Aunties judging your life choices during CNY. Photo credit: NBC News
Preparing to face the common annoying questions from aunties.
Owning your individuality.
How to be mature and give mature responses.
Are you tired of all your aunties asking you about your personal life that they don’t have business in? Me too, bestie.
Family is one of the permanent parts of our lives that we can’t avoid because, well, they’re family. Just thinking about the next family gathering can be so stressful. It’s been a long struggle for many of us and it’s about time we take action! Lucky for us, we have discovered these 5 ways to emotionally prepare ourselves for the next ambush, so we don’t end up having a mental breakdown.
1/ Have a response plan
We all know the common annoying questions that they’re going to ask; “have you gotten a job yet?”, “how much are you getting paid?”, “do you have a boyfriend/girlfriend yet?”, “When are you getting married?”, and the list goes on. But wait! Hold on to that list because it’s gonna come in handy.
Think about all those questions and come up with smart responses beforehand so you’ll win the actual argument; instead of winning it in the shower later and regretting it (we have all been there). Here’s a tip; make your responses diplomatic rather than speaking from your emotions. This is the best medicine to make them go speechless. For example, “aunty, I need to focus on my career first, how to have a girlfriend if I don’t have money?”

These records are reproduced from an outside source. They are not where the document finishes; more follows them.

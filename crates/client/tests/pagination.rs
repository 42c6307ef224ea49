//! Offset/limit iteration: every entity once, ceil(N/B)+1 page fetches.

use futures_util::StreamExt;
use papiea_client::{ClientOptions, EntityClient};
use papiea_testkit::MockEngine;
use serde_json::json;

async fn seeded(engine: &MockEngine, n: usize) -> EntityClient {
    let opts = ClientOptions::new(engine.url());
    let client = EntityClient::new(&opts, "p", "1", "Item").unwrap();
    for i in 0..n {
        client.create(json!({ "i": i }), None).await.unwrap();
    }
    client
}

#[tokio::test]
async fn yields_each_entity_once_with_one_extra_fetch() {
    let engine = MockEngine::start().await.unwrap();
    let client = seeded(&engine, 7).await;

    let mut iter = client.filter_iter_with(json!({}), 3);
    let mut seen = Vec::new();
    while let Some(entity) = iter.next().await.unwrap() {
        seen.push(entity.spec["i"].as_u64().unwrap());
    }

    seen.sort_unstable();
    assert_eq!(seen, (0..7).collect::<Vec<u64>>());
    // ceil(7 / 3) + 1
    assert_eq!(iter.pages_fetched(), 4);
    assert_eq!(engine.filter_calls(), 4);
    assert!(!iter.has_more());
}

#[tokio::test]
async fn exact_multiple_still_needs_the_empty_page() {
    let engine = MockEngine::start().await.unwrap();
    let client = seeded(&engine, 4).await;

    let all = client.filter_iter_with(json!({}), 2).collect_all().await.unwrap();
    assert_eq!(all.len(), 4);
    assert_eq!(engine.filter_calls(), 3);
}

#[tokio::test]
async fn offset_advances_by_batch_size() {
    let engine = MockEngine::start().await.unwrap();
    let client = seeded(&engine, 5).await;

    let mut iter = client.filter_iter_with(json!({}), 2);
    assert_eq!(iter.offset(), 0);
    assert_eq!(iter.next_page().await.unwrap().unwrap().len(), 2);
    assert_eq!(iter.offset(), 2);
    assert_eq!(iter.next_page().await.unwrap().unwrap().len(), 2);
    // short page: not yet known to be the last one
    assert_eq!(iter.next_page().await.unwrap().unwrap().len(), 1);
    assert!(iter.has_more());
    assert!(iter.next_page().await.unwrap().is_none());
    assert!(!iter.has_more());
}

#[tokio::test]
async fn empty_collection_costs_one_fetch() {
    let engine = MockEngine::start().await.unwrap();
    let client = seeded(&engine, 0).await;

    let mut iter = client.list_iter();
    assert!(iter.next().await.unwrap().is_none());
    assert_eq!(iter.pages_fetched(), 1);
}

#[tokio::test]
async fn new_iterator_restarts_and_early_exit_is_safe() {
    let engine = MockEngine::start().await.unwrap();
    let client = seeded(&engine, 5).await;

    let mut first = client.filter_iter_with(json!({}), 2);
    first.next().await.unwrap();
    drop(first);

    let restarted = client.filter_iter_with(json!({}), 2);
    assert_eq!(restarted.offset(), 0);
    assert_eq!(restarted.collect_all().await.unwrap().len(), 5);

    // the client stays usable after abandoning a cursor
    assert_eq!(client.get_all().await.unwrap().len(), 5);
}

#[tokio::test]
async fn stream_adapter_filters() {
    let engine = MockEngine::start().await.unwrap();
    let client = seeded(&engine, 6).await;

    let stream = client.filter_iter(json!({ "spec": { "i": 4 } })).into_stream();
    let items: Vec<_> = stream.collect().await;
    assert_eq!(items.len(), 1);
    assert_eq!(items[0].as_ref().unwrap().spec["i"], json!(4));
}
//! Procedures and intent handlers of one kind.

use std::sync::Arc;

use papiea_domain::error::Result;
use papiea_domain::model::{ExecutionStrategy, IntentfulSignature, Kind, ProcedureDescription};

use crate::handler::{EntityProcedureHandler, IntentHandler, ProcedureHandler};
use crate::sdk::ProviderSdk;
use crate::server::{route_path, RouteHandler};

/// Borrowed view of a kind inside its [`ProviderSdk`]. Every call records
/// a signature on the kind and mounts the matching callback route.
pub struct KindBuilder<'a> {
    sdk: &'a mut ProviderSdk,
    index: usize,
}

impl<'a> KindBuilder<'a> {
    pub(crate) fn new(sdk: &'a mut ProviderSdk, index: usize) -> Self {
        Self { sdk, index }
    }

    pub fn kind(&self) -> &Kind {
        self.sdk.kind_at(self.index)
    }

    fn name(&self) -> String {
        self.kind().name.clone()
    }

    /// Procedure invoked on one entity, served at `/{kind}/{name}`.
    pub fn entity_procedure(
        &mut self,
        name: &str,
        description: ProcedureDescription,
        handler: impl EntityProcedureHandler,
    ) -> Result<&mut Self> {
        self.sdk.ensure_configurable()?;
        let kind = self.name();
        let signature = self.sdk.signature(name, Some(&kind), description)?;
        self.sdk.mount(
            route_path(name, Some(&kind)),
            RouteHandler::Entity(Arc::new(handler)),
        )?;
        self.sdk
            .kind_mut(self.index)
            .entity_procedures
            .insert(name.to_owned(), signature);
        Ok(self)
    }

    /// Procedure invoked on the kind as a whole, served at `/{kind}/{name}`.
    pub fn kind_procedure(
        &mut self,
        name: &str,
        description: ProcedureDescription,
        handler: impl ProcedureHandler,
    ) -> Result<&mut Self> {
        self.sdk.ensure_configurable()?;
        let kind = self.name();
        let signature = self.sdk.signature(name, Some(&kind), description)?;
        self.sdk.mount(
            route_path(name, Some(&kind)),
            RouteHandler::Procedure(Arc::new(handler)),
        )?;
        self.sdk
            .kind_mut(self.index)
            .kind_procedures
            .insert(name.to_owned(), signature);
        Ok(self)
    }

    /// Handle the diffs the engine finds for the field selector
    /// `signature`. Registering the same selector again replaces it.
    pub fn on(&mut self, signature: &str, handler: impl IntentHandler) -> Result<&mut Self> {
        self.sdk.ensure_configurable()?;
        let kind = self.name();
        let intentful = IntentfulSignature {
            signature: signature.to_owned(),
            name: signature.to_owned(),
            argument: IntentfulSignature::input_schema(),
            result: IntentfulSignature::output_schema(),
            execution_strategy: ExecutionStrategy::Basic,
            procedure_callback: self.sdk.server().procedure_callback_url(signature, Some(&kind)),
            base_callback: self.sdk.server().callback_url(Some(&kind)),
        };
        self.sdk.mount(
            route_path(signature, Some(&kind)),
            RouteHandler::Intent(Arc::new(handler)),
        )?;

        let signatures = &mut self.sdk.kind_mut(self.index).intentful_signatures;
        signatures.retain(|s| s.signature != signature);
        signatures.push(intentful);
        Ok(self)
    }

    /// Kind procedure `__{kind}_create`, run by the engine on creation.
    pub fn on_create(&mut self, handler: impl ProcedureHandler) -> Result<&mut Self> {
        let name = format!("__{}_create", self.name());
        self.kind_procedure(&name, ProcedureDescription::new(), handler)
    }

    /// Kind procedure `__{kind}_delete`, run by the engine on deletion.
    pub fn on_delete(&mut self, handler: impl ProcedureHandler) -> Result<&mut Self> {
        let name = format!("__{}_delete", self.name());
        self.kind_procedure(&name, ProcedureDescription::new(), handler)
    }
}
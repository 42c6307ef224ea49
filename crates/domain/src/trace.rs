use serde::Serialize;

/// Structured trace events emitted across all papiea crates.
#[derive(Debug, Clone, Serialize)]
#[serde(tag = "event")]
pub enum TraceEvent {
    EngineCall {
        method: String,
        url: String,
        status: u16,
        duration_ms: u64,
    },
    SessionRenewed {
        base_url: String,
        renewals: u64,
    },
    ProviderRegistered {
        prefix: String,
        version: String,
        kinds: usize,
        procedures: usize,
    },
    CallbackInvoked {
        route: String,
        status: u16,
        duration_ms: u64,
    },
    WatcherPolled {
        uuid: String,
        status: String,
        attempt: u32,
    },
}

impl TraceEvent {
    pub fn emit(&self) {
        let json = serde_json::to_string(self).unwrap_or_default();
        tracing::info!(trace_event = %json, "papiea_event");
    }
}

Set boundaries if you’re uncomfortable with the questions. Photo credit: freepik
2/ Set boundaries
If you feel like the questions are getting too personal and they’re starting to take a toll on you, take a break and leave the room. Your mental health is more important than anything else. It’s okay to remove yourself from toxic situations instead of constantly feeling the need to fight them.
Another way is just to let them know. Let them know that you are not comfortable with answering certain questions or that you rather not share certain information. You may get an icy stare for this one, but that brings us to our next point, which is…
3/ Remember your individuality
Sometimes, we tend to try too hard to please our families and fit in with them. We don’t think enough about how we end up not recognising ourselves when that happens. So, here’s a reminder for you to always remember who you are and what you stand for.
For instance, shark fin soup is a popular Chinese New Year reunion dish but we’re well aware of the cruelty that takes place behind the scenes. If you’re against this, you’re likely to not consume it. In short, you don’t have to participate in everything your family does, especially when it goes against your principles.
Learn to accept the situation and talk to your family members. Photo credit: CDN
4/ Practice acceptance
Acceptance is a big need because in order to be able to emotionally handle these aunty situations, we must first accept the circumstances of our reality no matter what they might be. Being in denial or storing pent-up anger can cause you to spiral when caught under pressure.
I understand that it’s difficult, especially when the comparing game starts between you and your siblings or cousins. You need to tell yourself that it’s okay that you’re going through all the opposites of what your family expects from you because it is! Everyone goes through these obstacles in life, it’s not the end of the world!
Now, self-acceptance is one thing, but acceptance toward your family is fundamental as well. Try to understand the generational gap and the differences in mindsets. This will help you gain more understanding and knowledge which will then be of use to handling the situation better.
Reach out to friends or close family members. Photo credit: itsyourblog
5/ Get support
It’s never a bad idea to talk to a friend or even a close family member who would understand your struggles. They might be able to provide support when you get caught in such moments, be it verbal or emotional support. Other than that, you could always text a friend for an “emergency call” (this is of course the universal best way to get out of any situation).
Remember bestie, if things start getting too rough for you, please do consider seeing a therapist who can guide you or just listen to your worries. Family pressure can be a lot to take in. It’s way better than suffering in silence.
Hopefully these steps will help you prepare yourself for the upcoming family reunion. The most important thing is, have fun!